→ **Goal of the exercise**:
Your answer must be every line of the data below that holds the string "synced", copied exactly.

→ **Information given**:

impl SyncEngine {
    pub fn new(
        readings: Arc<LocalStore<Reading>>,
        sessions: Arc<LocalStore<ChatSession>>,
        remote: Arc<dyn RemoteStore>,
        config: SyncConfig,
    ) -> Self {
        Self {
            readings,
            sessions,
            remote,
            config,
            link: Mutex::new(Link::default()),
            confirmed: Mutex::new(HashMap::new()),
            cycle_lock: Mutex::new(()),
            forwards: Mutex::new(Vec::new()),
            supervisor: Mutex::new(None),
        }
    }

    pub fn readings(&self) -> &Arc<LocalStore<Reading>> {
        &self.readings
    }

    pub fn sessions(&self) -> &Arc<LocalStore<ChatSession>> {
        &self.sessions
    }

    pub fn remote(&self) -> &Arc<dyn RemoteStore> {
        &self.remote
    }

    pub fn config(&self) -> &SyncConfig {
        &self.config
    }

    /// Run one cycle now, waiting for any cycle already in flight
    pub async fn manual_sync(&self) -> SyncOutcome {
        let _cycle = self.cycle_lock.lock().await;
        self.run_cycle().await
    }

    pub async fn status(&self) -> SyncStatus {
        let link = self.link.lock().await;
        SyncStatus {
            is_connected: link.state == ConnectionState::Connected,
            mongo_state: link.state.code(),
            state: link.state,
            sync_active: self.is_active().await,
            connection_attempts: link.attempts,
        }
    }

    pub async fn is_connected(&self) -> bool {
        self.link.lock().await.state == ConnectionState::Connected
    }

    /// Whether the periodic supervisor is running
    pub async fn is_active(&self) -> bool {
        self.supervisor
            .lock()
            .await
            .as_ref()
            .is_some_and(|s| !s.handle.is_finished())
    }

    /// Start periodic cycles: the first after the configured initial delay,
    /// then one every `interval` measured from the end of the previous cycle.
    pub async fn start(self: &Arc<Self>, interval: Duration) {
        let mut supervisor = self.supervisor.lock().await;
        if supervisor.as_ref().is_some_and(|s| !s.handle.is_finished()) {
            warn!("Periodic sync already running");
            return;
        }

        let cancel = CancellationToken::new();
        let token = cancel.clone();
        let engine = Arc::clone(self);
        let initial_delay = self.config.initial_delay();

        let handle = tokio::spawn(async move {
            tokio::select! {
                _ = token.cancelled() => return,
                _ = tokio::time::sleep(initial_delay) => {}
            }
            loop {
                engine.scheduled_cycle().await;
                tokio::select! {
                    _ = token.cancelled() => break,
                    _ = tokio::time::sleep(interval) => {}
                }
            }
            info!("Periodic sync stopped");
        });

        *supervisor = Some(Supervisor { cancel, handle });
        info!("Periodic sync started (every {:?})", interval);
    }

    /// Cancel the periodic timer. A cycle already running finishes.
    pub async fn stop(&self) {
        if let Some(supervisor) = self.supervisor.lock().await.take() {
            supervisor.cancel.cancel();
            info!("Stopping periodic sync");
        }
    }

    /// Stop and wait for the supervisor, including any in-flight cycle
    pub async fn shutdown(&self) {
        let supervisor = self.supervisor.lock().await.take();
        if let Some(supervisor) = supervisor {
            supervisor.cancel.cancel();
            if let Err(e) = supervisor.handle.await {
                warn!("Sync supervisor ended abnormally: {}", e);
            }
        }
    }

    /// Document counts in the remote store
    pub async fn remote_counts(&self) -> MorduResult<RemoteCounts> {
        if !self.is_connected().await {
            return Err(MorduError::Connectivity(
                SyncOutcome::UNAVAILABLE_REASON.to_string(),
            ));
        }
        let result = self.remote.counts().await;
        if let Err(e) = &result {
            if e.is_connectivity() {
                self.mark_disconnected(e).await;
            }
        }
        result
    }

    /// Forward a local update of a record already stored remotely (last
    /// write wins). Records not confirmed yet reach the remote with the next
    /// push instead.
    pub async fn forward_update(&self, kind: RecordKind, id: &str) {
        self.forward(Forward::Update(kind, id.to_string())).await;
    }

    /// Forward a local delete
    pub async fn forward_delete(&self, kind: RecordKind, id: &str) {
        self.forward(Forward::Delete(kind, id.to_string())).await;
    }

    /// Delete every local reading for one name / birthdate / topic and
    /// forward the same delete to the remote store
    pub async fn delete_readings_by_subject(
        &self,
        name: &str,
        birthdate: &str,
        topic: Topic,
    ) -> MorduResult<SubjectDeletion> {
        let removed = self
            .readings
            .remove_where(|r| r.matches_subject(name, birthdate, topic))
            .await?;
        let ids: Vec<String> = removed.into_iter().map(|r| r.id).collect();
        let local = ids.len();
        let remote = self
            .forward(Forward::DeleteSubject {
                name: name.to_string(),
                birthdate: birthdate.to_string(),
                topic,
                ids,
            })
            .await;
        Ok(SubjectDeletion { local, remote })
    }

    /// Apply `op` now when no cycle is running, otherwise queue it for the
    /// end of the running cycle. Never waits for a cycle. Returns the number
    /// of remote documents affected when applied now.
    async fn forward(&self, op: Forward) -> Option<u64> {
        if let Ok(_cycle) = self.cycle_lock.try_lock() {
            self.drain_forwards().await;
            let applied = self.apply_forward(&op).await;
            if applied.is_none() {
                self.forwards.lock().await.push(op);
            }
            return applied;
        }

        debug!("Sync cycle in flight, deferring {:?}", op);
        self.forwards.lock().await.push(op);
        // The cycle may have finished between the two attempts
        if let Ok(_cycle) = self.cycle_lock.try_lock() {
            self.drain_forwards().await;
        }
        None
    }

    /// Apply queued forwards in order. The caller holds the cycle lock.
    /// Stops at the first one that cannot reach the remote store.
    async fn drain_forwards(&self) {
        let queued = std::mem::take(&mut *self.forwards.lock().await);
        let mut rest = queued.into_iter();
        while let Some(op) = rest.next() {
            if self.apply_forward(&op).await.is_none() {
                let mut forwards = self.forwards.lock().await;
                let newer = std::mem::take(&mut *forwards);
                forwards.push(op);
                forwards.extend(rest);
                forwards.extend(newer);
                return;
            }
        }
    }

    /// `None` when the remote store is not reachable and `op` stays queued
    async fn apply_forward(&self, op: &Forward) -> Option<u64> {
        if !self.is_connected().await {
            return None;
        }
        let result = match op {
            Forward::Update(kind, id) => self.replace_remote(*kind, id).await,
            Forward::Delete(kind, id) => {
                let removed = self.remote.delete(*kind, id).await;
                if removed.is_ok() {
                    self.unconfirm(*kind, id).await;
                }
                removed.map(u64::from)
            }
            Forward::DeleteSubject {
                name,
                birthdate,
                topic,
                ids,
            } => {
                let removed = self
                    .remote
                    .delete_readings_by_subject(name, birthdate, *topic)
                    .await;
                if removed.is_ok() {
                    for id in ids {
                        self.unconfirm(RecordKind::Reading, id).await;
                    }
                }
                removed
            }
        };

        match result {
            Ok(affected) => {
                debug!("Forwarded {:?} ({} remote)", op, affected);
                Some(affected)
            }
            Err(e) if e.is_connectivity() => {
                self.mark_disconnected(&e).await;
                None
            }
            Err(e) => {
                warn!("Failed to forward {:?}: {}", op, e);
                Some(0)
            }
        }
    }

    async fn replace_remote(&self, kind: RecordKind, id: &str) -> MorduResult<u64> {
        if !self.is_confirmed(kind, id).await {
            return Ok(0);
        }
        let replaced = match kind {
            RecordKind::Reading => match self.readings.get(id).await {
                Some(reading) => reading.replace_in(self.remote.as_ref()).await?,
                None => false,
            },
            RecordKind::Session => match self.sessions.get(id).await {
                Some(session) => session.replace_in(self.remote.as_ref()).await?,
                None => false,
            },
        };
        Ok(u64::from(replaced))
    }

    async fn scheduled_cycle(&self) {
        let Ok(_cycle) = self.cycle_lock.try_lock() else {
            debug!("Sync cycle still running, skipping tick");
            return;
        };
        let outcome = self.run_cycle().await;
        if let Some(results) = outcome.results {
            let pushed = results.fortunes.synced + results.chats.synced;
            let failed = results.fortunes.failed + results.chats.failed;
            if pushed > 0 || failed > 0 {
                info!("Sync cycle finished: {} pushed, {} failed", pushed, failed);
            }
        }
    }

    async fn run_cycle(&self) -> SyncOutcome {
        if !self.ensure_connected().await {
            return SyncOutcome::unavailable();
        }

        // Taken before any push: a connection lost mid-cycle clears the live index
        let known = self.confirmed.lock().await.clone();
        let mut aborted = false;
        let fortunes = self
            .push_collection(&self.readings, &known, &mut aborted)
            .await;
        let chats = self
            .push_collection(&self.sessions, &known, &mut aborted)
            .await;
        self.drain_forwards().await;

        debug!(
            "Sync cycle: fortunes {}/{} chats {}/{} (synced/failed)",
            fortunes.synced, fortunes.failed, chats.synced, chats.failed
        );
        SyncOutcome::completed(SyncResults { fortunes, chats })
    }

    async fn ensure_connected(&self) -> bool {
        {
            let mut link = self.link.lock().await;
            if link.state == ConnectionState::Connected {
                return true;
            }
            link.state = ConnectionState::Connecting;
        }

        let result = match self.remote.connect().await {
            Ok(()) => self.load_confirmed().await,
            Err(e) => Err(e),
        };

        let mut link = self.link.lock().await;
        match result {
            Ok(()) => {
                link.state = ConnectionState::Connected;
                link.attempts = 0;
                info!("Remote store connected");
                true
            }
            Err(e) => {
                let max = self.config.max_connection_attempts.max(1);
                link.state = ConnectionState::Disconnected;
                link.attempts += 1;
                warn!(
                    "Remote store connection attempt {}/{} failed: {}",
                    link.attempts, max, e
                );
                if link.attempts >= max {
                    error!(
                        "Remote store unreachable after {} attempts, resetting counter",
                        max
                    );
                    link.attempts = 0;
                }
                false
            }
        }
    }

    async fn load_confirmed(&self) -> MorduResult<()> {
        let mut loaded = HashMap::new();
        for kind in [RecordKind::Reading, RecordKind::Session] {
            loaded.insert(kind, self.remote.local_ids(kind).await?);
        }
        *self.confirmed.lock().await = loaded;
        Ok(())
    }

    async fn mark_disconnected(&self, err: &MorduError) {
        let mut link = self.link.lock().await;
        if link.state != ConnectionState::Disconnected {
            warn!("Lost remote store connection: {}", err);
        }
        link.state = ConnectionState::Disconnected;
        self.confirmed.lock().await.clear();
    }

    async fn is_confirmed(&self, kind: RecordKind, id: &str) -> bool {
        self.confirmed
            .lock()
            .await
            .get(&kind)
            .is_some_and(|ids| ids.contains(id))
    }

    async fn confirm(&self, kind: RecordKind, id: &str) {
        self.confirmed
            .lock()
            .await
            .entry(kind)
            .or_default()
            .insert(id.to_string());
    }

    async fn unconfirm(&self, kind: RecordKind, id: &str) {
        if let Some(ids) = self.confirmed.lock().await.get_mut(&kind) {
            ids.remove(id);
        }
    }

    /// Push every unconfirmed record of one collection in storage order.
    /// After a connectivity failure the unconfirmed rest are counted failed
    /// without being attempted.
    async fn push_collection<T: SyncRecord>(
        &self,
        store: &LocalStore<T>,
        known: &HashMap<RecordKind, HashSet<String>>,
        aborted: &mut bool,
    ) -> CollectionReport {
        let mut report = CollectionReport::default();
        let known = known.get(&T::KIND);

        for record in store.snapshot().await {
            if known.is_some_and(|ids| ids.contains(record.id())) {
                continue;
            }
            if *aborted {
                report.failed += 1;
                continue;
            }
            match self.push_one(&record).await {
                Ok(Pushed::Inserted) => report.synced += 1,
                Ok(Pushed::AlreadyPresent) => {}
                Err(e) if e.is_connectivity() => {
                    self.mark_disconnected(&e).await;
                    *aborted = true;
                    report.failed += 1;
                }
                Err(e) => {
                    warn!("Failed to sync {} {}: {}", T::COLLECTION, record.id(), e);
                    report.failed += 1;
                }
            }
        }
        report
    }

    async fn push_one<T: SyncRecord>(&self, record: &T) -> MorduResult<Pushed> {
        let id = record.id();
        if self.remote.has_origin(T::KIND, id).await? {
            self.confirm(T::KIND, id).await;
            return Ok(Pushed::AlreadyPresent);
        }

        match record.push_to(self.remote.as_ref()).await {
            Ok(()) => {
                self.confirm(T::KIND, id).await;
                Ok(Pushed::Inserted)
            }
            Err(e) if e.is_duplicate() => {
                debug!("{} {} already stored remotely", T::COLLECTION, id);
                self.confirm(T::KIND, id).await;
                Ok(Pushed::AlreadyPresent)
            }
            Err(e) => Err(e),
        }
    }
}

...

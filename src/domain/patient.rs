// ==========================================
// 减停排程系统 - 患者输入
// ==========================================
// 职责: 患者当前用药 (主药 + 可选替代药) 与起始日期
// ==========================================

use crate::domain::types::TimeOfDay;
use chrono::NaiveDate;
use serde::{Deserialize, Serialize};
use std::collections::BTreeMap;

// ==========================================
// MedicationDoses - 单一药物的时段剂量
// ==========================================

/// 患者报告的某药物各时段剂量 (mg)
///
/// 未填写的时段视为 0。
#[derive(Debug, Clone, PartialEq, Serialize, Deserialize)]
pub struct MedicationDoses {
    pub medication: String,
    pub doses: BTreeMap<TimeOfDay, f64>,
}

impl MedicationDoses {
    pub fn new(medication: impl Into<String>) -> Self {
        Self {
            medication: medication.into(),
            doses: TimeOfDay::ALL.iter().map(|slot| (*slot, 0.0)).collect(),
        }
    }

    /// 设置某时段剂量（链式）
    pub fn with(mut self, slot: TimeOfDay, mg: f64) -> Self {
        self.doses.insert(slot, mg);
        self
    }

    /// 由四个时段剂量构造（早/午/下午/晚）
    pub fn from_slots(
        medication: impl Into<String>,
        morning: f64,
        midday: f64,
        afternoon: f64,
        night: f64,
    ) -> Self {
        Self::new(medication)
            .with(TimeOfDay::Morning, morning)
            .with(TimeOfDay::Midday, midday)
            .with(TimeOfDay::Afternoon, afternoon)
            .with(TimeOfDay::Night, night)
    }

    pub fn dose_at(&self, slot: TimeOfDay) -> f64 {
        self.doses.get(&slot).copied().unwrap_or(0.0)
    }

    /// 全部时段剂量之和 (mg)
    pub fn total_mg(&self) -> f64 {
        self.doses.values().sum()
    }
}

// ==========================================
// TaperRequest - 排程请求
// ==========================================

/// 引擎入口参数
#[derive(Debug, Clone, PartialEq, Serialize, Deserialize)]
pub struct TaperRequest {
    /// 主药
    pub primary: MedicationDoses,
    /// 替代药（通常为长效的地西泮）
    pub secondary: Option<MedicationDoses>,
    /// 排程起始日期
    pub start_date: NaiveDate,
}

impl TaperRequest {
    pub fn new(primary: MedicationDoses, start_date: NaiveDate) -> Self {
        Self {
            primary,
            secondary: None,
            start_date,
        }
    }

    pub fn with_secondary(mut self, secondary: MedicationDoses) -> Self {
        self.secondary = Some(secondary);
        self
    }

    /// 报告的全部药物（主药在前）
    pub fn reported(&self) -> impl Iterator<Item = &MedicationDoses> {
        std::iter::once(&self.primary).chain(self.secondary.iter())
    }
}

--

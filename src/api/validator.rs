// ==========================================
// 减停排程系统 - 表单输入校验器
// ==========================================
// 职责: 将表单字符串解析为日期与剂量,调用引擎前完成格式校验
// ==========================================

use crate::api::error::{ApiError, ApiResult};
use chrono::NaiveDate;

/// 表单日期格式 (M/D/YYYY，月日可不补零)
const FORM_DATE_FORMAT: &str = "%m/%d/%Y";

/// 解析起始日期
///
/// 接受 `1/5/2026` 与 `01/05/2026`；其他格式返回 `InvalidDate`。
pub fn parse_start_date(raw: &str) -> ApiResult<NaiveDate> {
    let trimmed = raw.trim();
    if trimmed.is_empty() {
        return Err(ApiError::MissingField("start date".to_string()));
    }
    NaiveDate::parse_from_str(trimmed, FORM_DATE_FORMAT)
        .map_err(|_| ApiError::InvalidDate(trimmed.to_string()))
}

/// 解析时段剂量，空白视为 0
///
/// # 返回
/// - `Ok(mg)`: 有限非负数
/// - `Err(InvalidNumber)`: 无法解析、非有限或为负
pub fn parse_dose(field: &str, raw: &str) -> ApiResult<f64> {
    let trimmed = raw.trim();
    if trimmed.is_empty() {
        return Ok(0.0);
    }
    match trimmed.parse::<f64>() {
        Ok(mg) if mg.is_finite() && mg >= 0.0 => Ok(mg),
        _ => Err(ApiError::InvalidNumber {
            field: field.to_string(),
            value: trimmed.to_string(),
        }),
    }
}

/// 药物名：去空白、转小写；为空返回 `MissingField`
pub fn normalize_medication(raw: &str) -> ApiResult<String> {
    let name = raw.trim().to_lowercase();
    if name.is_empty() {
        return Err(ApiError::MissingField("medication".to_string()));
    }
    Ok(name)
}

→ **Response area**:
            let pushed = results.fortunes.synced + results.chats.synced;
            "Sync cycle: fortunes {}/{} chats {}/{} (synced/failed)",
            fortunes.synced, fortunes.failed, chats.synced, chats.failed
                Ok(Pushed::Inserted) => report.synced += 1,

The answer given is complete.